··· Dataset records ···

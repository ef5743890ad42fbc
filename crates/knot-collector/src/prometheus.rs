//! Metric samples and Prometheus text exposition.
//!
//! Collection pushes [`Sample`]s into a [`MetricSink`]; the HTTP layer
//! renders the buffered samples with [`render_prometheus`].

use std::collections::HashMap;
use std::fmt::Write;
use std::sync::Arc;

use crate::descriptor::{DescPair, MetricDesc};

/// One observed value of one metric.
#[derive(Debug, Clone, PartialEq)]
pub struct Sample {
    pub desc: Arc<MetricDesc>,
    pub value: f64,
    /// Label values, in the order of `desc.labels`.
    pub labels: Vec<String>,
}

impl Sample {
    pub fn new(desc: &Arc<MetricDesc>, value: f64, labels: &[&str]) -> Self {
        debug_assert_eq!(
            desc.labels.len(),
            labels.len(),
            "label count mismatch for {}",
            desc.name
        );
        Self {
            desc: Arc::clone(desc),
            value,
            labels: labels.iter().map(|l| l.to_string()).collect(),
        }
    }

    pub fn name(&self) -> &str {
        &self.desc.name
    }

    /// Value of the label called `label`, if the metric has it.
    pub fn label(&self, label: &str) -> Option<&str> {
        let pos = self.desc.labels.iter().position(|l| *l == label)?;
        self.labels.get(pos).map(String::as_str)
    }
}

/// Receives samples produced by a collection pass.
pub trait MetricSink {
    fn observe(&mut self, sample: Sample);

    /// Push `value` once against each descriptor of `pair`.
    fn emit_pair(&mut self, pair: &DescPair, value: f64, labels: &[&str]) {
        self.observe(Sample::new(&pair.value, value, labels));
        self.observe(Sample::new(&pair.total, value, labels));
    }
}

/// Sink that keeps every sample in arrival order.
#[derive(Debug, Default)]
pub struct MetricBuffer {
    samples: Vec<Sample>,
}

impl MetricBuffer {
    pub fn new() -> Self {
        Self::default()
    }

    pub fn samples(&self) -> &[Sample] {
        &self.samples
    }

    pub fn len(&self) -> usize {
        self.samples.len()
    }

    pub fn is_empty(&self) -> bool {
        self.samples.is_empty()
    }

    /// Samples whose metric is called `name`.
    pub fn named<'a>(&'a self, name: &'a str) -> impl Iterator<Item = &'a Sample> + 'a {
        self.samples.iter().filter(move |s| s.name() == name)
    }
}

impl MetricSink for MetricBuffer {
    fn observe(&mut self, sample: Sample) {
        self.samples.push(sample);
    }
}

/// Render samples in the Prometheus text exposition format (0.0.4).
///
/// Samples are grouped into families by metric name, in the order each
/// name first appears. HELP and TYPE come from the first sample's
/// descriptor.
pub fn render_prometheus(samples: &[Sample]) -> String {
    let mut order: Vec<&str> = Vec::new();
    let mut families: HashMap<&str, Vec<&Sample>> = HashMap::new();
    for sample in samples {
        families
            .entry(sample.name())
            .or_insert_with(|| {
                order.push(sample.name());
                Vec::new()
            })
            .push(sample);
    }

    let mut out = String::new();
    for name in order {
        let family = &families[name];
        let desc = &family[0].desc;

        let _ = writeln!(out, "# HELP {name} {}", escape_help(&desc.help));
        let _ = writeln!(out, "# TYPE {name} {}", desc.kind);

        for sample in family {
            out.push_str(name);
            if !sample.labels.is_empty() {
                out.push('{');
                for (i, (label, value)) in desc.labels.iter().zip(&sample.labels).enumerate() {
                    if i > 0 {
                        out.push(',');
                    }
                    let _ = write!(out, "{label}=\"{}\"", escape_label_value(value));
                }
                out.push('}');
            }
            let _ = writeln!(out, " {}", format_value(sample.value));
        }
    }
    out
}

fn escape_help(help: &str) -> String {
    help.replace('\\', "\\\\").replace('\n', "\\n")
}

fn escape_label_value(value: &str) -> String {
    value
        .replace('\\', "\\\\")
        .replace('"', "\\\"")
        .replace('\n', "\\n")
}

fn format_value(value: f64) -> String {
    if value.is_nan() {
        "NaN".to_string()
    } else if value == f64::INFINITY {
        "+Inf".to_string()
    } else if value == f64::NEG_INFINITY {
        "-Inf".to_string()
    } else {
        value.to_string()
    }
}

···
··· Dataset records ···

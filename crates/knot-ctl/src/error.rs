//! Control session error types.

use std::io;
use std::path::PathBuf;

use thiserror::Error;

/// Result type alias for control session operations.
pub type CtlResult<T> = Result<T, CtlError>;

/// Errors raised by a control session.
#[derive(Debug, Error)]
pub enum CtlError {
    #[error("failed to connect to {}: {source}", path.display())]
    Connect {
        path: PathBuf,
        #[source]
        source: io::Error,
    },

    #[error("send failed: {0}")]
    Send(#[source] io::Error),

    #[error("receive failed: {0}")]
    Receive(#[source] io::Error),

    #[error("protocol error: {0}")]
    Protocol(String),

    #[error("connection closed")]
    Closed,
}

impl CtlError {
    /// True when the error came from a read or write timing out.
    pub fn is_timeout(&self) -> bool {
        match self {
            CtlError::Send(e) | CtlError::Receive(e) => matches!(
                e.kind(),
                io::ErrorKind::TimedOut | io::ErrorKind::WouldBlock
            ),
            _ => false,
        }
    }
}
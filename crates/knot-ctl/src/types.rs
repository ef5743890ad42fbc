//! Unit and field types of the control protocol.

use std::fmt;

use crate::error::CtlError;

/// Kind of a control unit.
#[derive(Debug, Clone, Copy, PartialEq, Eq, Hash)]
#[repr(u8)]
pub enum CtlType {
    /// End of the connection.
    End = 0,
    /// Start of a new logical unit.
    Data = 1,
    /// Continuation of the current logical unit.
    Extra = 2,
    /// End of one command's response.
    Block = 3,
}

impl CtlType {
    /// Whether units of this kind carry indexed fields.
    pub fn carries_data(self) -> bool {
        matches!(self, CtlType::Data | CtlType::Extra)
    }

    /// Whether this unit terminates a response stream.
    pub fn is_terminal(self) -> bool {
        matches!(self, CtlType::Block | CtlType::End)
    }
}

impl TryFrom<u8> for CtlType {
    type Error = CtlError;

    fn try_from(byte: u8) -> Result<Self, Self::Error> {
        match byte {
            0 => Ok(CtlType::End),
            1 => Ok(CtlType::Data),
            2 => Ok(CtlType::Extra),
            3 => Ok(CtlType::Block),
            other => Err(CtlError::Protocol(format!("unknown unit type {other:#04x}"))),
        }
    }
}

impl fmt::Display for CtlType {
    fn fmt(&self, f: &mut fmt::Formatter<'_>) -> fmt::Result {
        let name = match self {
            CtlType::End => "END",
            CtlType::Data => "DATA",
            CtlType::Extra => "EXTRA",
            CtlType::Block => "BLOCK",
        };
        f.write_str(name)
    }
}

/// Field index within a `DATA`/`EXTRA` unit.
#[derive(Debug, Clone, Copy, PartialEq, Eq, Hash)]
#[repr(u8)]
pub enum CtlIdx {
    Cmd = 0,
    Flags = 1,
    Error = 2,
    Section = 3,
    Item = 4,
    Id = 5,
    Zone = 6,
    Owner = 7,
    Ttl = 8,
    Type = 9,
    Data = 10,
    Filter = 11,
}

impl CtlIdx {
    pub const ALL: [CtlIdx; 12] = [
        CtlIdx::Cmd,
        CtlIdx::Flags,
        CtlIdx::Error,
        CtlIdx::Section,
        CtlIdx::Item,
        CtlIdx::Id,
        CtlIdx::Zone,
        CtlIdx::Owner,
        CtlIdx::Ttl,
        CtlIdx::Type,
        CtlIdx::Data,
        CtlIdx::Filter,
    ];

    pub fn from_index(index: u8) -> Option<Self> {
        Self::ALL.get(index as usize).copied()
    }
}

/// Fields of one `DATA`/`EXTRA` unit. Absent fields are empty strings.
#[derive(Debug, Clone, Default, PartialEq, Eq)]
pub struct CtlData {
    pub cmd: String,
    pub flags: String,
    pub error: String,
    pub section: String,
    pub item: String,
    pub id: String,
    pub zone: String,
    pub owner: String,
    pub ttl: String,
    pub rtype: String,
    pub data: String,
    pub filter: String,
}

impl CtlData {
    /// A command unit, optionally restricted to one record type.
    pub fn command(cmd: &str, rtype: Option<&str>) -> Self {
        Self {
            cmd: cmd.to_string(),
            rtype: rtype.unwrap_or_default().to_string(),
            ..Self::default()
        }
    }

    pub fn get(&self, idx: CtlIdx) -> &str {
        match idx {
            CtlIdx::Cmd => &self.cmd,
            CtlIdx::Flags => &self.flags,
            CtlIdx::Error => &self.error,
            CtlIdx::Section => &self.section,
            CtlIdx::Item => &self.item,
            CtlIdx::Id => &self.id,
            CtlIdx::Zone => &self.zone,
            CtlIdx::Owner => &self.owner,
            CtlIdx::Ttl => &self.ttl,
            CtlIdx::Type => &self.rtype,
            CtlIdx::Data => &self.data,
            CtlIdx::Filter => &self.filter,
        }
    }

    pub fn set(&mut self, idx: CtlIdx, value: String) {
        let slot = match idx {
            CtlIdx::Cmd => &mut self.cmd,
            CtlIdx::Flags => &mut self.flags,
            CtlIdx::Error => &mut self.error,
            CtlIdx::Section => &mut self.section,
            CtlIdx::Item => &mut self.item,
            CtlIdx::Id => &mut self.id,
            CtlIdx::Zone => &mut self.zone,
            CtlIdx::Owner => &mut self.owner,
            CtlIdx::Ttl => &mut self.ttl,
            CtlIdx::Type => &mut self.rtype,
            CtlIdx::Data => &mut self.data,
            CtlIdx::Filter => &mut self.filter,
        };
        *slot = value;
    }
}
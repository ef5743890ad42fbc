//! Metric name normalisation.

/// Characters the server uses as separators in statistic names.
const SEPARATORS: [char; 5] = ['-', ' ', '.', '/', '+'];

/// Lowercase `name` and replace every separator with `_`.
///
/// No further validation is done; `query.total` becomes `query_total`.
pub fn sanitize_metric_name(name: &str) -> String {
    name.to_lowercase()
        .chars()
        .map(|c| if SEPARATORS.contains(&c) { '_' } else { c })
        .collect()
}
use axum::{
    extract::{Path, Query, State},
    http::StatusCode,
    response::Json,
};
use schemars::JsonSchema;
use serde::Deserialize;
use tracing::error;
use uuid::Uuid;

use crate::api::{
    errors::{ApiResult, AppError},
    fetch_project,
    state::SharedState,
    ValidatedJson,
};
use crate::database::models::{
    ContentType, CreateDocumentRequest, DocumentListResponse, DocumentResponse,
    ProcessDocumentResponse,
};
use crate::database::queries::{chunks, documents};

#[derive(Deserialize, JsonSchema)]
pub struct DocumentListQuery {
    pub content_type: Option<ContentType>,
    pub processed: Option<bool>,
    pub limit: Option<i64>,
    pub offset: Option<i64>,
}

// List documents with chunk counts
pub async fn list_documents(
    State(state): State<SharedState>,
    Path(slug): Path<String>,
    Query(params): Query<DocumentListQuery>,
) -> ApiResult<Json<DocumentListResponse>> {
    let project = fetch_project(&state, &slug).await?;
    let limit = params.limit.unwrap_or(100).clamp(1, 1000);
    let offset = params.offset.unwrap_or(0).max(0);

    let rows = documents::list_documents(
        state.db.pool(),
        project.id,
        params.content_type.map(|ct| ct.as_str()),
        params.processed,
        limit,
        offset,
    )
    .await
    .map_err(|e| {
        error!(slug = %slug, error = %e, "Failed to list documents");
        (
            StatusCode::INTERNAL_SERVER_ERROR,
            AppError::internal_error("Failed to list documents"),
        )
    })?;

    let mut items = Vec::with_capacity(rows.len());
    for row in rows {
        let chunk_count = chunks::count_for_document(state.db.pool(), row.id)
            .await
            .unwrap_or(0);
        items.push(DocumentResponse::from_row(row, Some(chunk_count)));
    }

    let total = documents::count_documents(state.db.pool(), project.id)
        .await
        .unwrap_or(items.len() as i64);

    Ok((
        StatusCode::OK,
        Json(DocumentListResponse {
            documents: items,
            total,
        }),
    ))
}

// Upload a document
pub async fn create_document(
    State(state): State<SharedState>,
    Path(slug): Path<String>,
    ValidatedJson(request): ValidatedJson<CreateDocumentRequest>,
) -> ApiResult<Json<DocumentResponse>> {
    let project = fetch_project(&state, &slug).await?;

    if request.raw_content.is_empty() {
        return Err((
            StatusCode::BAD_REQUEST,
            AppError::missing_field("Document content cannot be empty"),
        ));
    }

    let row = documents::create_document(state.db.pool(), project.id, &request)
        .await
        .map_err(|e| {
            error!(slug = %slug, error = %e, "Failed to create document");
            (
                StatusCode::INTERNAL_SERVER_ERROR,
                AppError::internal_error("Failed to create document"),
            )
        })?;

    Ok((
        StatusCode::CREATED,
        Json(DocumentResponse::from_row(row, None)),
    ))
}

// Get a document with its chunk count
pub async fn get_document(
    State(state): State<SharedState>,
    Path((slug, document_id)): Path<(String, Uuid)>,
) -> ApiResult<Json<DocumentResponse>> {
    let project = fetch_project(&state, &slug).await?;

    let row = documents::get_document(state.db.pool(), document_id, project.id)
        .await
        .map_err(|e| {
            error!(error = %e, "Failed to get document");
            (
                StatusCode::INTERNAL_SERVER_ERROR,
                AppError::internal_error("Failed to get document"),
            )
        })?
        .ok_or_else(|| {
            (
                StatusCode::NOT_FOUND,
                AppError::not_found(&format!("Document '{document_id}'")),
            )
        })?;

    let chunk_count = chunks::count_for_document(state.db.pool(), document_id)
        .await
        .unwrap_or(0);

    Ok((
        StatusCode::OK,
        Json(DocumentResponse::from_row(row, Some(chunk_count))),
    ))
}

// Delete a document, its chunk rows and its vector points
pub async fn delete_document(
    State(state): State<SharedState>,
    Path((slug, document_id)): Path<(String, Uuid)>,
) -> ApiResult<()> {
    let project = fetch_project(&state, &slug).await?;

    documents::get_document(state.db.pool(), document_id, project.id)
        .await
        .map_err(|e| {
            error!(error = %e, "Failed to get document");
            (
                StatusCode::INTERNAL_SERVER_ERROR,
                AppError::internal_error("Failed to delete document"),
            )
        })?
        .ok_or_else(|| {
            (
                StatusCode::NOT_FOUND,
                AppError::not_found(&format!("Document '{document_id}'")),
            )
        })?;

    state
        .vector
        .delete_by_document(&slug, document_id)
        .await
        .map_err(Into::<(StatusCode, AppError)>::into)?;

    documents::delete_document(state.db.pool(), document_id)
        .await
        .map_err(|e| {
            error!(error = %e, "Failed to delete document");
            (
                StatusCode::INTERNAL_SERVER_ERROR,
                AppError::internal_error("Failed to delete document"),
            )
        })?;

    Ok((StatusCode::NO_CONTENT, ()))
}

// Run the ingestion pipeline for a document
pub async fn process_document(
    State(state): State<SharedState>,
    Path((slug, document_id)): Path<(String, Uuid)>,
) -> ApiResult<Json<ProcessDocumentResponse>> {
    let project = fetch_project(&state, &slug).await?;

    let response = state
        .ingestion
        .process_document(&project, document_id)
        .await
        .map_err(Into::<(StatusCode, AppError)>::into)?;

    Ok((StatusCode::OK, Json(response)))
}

···

Your objective: How many lines in the records contain the word "families"? Answer with the number alone.

Output: 4